Opossum in Connecticut mate in early March. The gestation period is a very short 12 to 13 days. The babies are born in practically an embryonic stage. The first challenge in an opossum's life is the arduous journey from the mother opossum's birth canal underneath her tail to her furry abdominal pouch. The presence of such a pouch is characteristic of marsupials. The babies are about the size of a navy bean and any that fail to reach the pouch or attach to one of the nipples inside will die. The babies complete their development attached to the nipple inside the pouch for another 2 months. Once they leave the pouch the young opossums stay with their mother for another 4 to 6 weeks and will often ride clinging to their mother's back. A mother usually bears 1 to 9 young, and cares for them alone.

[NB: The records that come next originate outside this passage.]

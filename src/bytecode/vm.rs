// パス: src/bytecode/vm.rs
// 役割: 命令列をツリー評価器と同じ realm 上で実行する
// 意図: 値の演算・プロパティ操作・関数呼び出しは Interpreter の操作をそのまま使い、意味の二重実装を避ける
// 関連ファイル: src/bytecode/mod.rs, src/interpreter/mod.rs

use num_bigint::BigInt;
use num_traits::One;
use runtime_heap::{ObjectId, ObjectKind, PropertyKey, Value};

use super::{Constant, Executable, Op};
use crate::ast::Program;
use crate::interpreter::{Abrupt, ErrorKind, Interpreter, JsResult, ScopeRef};

struct Machine<'a> {
    interp: &'a mut Interpreter,
    exe: &'a Executable,
    stack: Vec<Value>,
    scope: ScopeRef,
    /// 結果レジスタ 0。
    result: Value,
}

/// `exe` を実行し、結果レジスタ 0 の値を返す。
/// 宣言の巻き上げには変換元の `program` を使う。
pub fn run(interp: &mut Interpreter, program: &Program, exe: &Executable) -> JsResult<Value> {
    let (scope, previous_strict) = interp.enter_program(program)?;
    let mut machine = Machine {
        interp,
        exe,
        stack: Vec::new(),
        scope,
        result: Value::Undefined,
    };
    let outcome = machine.execute();
    machine.interp.leave_program(previous_strict);
    outcome.map(|()| machine.result)
}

In more southern regions opossums may bear two litters a year.

Opossums are solitary except when a female is raising her young. They use dens for bearing young and for shelter, especially in winter. Dens can be located in tree cavities, rock or brush piles, under buildings or in old burrows. Opossums are not ideally suited for northern winters, and although they stay active during the winter they may den up during extended cold. Opossums in the north often get frostbite on their furless ears or tails.

Opossum are not aggressive and would rather retreat than fight. They will hiss and screech and open their mouths to display their teeth when threatened, especially in encounters between males. The best known defense mechanism of the opossum is its habit of "playing dead". A frightened opossum keels over, limp, with tongue protruding and eyes shut, looking quite lifeless. Rather than being a deliberate act, this has recently been determined to be an involuntary, paralytic response to shock. The poor thing "faints" in a manner of speaking. If left in peace it will revive and go on its way.

Neat Fact

"Opossum" refers only to the Virginia Opossum, the only marsupial living in the US. The name comes from the algonquian Indian word aposoum which means "white beast". "Possums" are marsupials found in the eastern hemisphere and native to places like Austrailia and New Guinea. However the word "possums" is used in the common vernacular to refer to Virginia opossums as well.

Male opossum have a forked penis. This led to the erroneous belief that male opossums mated with a female through her nose.

Opossums have been observed using their tails to carry grasses and leaves to line a den.